Antiferromagnetism in two-dimensional $t\text{−}J$ model: A pseudospin representation

We discuss a pseudospin representation of the two-dimensional $t\text{−}J$ model. We introduce pseudospins associated with empty sites, deriving a representation of the $t\text{−}J$ model that consists of local spins and spinless fermions. We show, within a mean-field approximation, that our representation of $t\text{−}J$ model corresponds to the isotropic antiferromagnetic Heisenberg model in an effective magnetic field. The strength and the direction of the effective field are determined by the hole doping $\delta$ and the orientation of pseudospins associated with empty sites, respectively. We find that the staggered magnetization in the standard representation corresponds to the component of magnetization perpendicular to the effective field in our pseudospin representation.

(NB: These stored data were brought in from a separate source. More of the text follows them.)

//! Client-side security context abstraction
//!
//! A [`SecurityContext`] drives one NTLM handshake: the first `step`
//! produces the NEGOTIATE token, the second consumes the CHALLENGE and
//! produces AUTHENTICATE. Providers are tried in order so an environment
//! without a usable NTLM implementation still degrades predictably.

pub mod external;
pub mod ntlm;

use md5::{Digest, Md5};

use crate::{ProbeError, Result};

pub use external::ExternalContext;
pub use ntlm::NtlmContext;

/// Lifecycle of a security context
#[derive(Debug, Clone, Copy, PartialEq, Eq)]
pub enum ContextState {
    /// No token produced yet
    Uninitialized,
    /// NEGOTIATE sent, waiting for the server CHALLENGE
    AwaitingChallenge,
    /// AUTHENTICATE produced, session key established
    Complete,
    /// A step failed; the context cannot be reused
    Failed,
}

/// Explicit account credentials for the handshake
#[derive(Debug, Clone)]
pub struct Credentials {
    pub username: String,
    pub domain: String,
    pub password: String,
}

/// GSS-API channel bindings (SEC_CHANNEL_BINDINGS)
///
/// For probing, `application_data` is deliberately set to values that can
/// never match the real TLS channel so enforcement becomes observable.
#[derive(Debug, Clone, Default)]
pub struct ChannelBindings {
    pub initiator_addr_type: u32,
    pub initiator_address: Vec<u8>,
    pub acceptor_addr_type: u32,
    pub acceptor_address: Vec<u8>,
    pub application_data: Vec<u8>,
}

impl ChannelBindings {
    /// Bindings carrying only application data
    pub fn with_application_data(data: Vec<u8>) -> Self {
        Self {
            application_data: data,
            ..Default::default()
        }
    }

    /// Bindings guaranteed not to match any real TLS channel
    pub fn mismatched() -> Self {
        Self::with_application_data(vec![0, 0, 0, 0])
    }

    /// MD5 of the serialized gss_channel_bindings_struct, the value carried
    /// in the MsvAvChannelBindings AV pair
    pub(crate) fn av_pair_hash(&self) -> [u8; 16] {
        let mut buf = Vec::with_capacity(20 + self.application_data.len());
        buf.extend_from_slice(&self.initiator_addr_type.to_le_bytes());
        buf.extend_from_slice(&(self.initiator_address.len() as u32).to_le_bytes());
        buf.extend_from_slice(&self.initiator_address);
        buf.extend_from_slice(&self.acceptor_addr_type.to_le_bytes());
        buf.extend_from_slice(&(self.acceptor_address.len() as u32).to_le_bytes());
        buf.extend_from_slice(&self.acceptor_address);
        buf.extend_from_slice(&(self.application_data.len() as u32).to_le_bytes());
        buf.extend_from_slice(&self.application_data);

        let digest = Md5::digest(&buf);
        let mut hash = [0u8; 16];
        hash.copy_from_slice(&digest);
        hash
    }
}

/// Everything needed to build a context for one handshake
#[derive(Debug, Clone)]
pub struct ContextRequest {
    /// Explicit credentials, or None for an anonymous handshake
    pub credentials: Option<Credentials>,

    /// Service principal name of the target (e.g. `LDAP/DC01.CORP.LOCAL`)
    pub target_spn: String,

    /// Channel bindings folded into the AUTHENTICATE message
    pub bindings: Option<ChannelBindings>,

    /// Workstation name reported in the AUTHENTICATE message
    pub workstation: String,

    /// Request message integrity (signing)
    pub integrity: bool,

    /// Request message confidentiality (sealing)
    pub confidentiality: bool,
}

impl ContextRequest {
    /// Anonymous request without integrity or confidentiality, the shape
    /// used by signing and channel-binding probes
    pub fn anonymous(target_spn: impl Into<String>) -> Self {
        Self {
            credentials: None,
            target_spn: target_spn.into(),
            bindings: None,
            workstation: String::new(),
            integrity: false,
            confidentiality: false,
        }
    }

    /// Attach channel bindings
    pub fn with_bindings(mut self, bindings: ChannelBindings) -> Self {
        self.bindings = Some(bindings);
        self
    }

    /// Set the reported workstation name
    pub fn with_workstation(mut self, workstation: impl Into<String>) -> Self {
        self.workstation = workstation.into();
        self
    }
}

/// Client side of a GSS-style token exchange
pub trait SecurityContext: Send {
    /// Advance the handshake. `None` input produces the initial token;
    /// subsequent calls consume the peer token from the previous leg.
    fn step(&mut self, input_token: Option<&[u8]>) -> Result<Vec<u8>>;

    /// Sign (and with confidentiality, seal) a message. Only valid once
    /// the context is [`ContextState::Complete`].
    fn wrap(&mut self, data: &[u8]) -> Result<Vec<u8>>;

    /// Verify and strip the signature produced by [`SecurityContext::wrap`]
    fn unwrap(&mut self, data: &[u8]) -> Result<Vec<u8>>;

    /// Current lifecycle state
    fn state(&self) -> ContextState;
}

/// A way of obtaining a [`SecurityContext`]
trait ContextProvider {
    fn name(&self) -> &'static str;

    /// Cheap availability check, consulted before `create`
    fn available(&self, request: &ContextRequest) -> bool;

    fn create(&self, request: &ContextRequest) -> Result<Box<dyn SecurityContext>>;
}

struct NtlmProvider;

impl ContextProvider for NtlmProvider {
    fn name(&self) -> &'static str {
        "ntlm"
    }

    fn available(&self, _request: &ContextRequest) -> bool {
        true
    }

    fn create(&self, request: &ContextRequest) -> Result<Box<dyn SecurityContext>> {
        Ok(Box::new(NtlmContext::new(request.clone())))
    }
}

struct ExternalProvider;

impl ContextProvider for ExternalProvider {
    fn name(&self) -> &'static str {
        "external"
    }

    fn available(&self, request: &ContextRequest) -> bool {
        // The pass-through context cannot carry credentials or bindings
        request.credentials.is_none() && request.bindings.is_none()
    }

    fn create(&self, _request: &ContextRequest) -> Result<Box<dyn SecurityContext>> {
        Ok(Box::new(ExternalContext::new()))
    }
}

/// Build a context from the first provider that succeeds.
///
/// Failures from every candidate are aggregated into one error so the
/// caller sees why each strategy was rejected.
pub fn create_security_context(request: &ContextRequest) -> Result<Box<dyn SecurityContext>> {
    let providers: [&dyn ContextProvider; 2] = [&NtlmProvider, &ExternalProvider];
    let mut failures = Vec::new();

    for provider in providers {
        if !provider.available(request) {
            failures.push(format!("{}: not available", provider.name()));
            continue;
        }
        match provider.create(request) {
            Ok(context) => {
                log::debug!(
                    "security context created by provider '{}' for {}",
                    provider.name(),
                    request.target_spn
                );
                return Ok(context);
            }
            Err(e) => failures.push(format!("{}: {}", provider.name(), e)),
        }
    }

    Err(ProbeError::Context(format!(
        "no security context provider succeeded: {}",
        failures.join("; ")
    )))
}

Using a many-body Green’s function method, we show that the staggered magnetization decreases with increasing hole doping $\delta$ and disappears at $\delta \approx 0.06–0.12$ for $t∕J=2.5–5$. Our results are in good agreement with experiments and numerical calculations in contradistinction to usual mean-field methods.

Figure 1

Bloch sphere describing the orientation of pseudospins.

Figure 2

Components of magnetization $m^x$ and $m^z$ as a function of $B^z$ at different temperatures $T$ for $D^x∕\overline{J}=0.01$ (solid lines) and $D^x∕\overline{J}=0$ (dotted lines).

Figure 3

(a) Particle-hole order parameter $\varphi$ as a function of doping $\delta$ at $T=0$ (independent of $t∕J$). (b) Staggered magnetization $M$ as a function of doping $\delta$ at $T=0$ for $t∕J=2.5$, $t∕J=3$, and $t∕J=5$.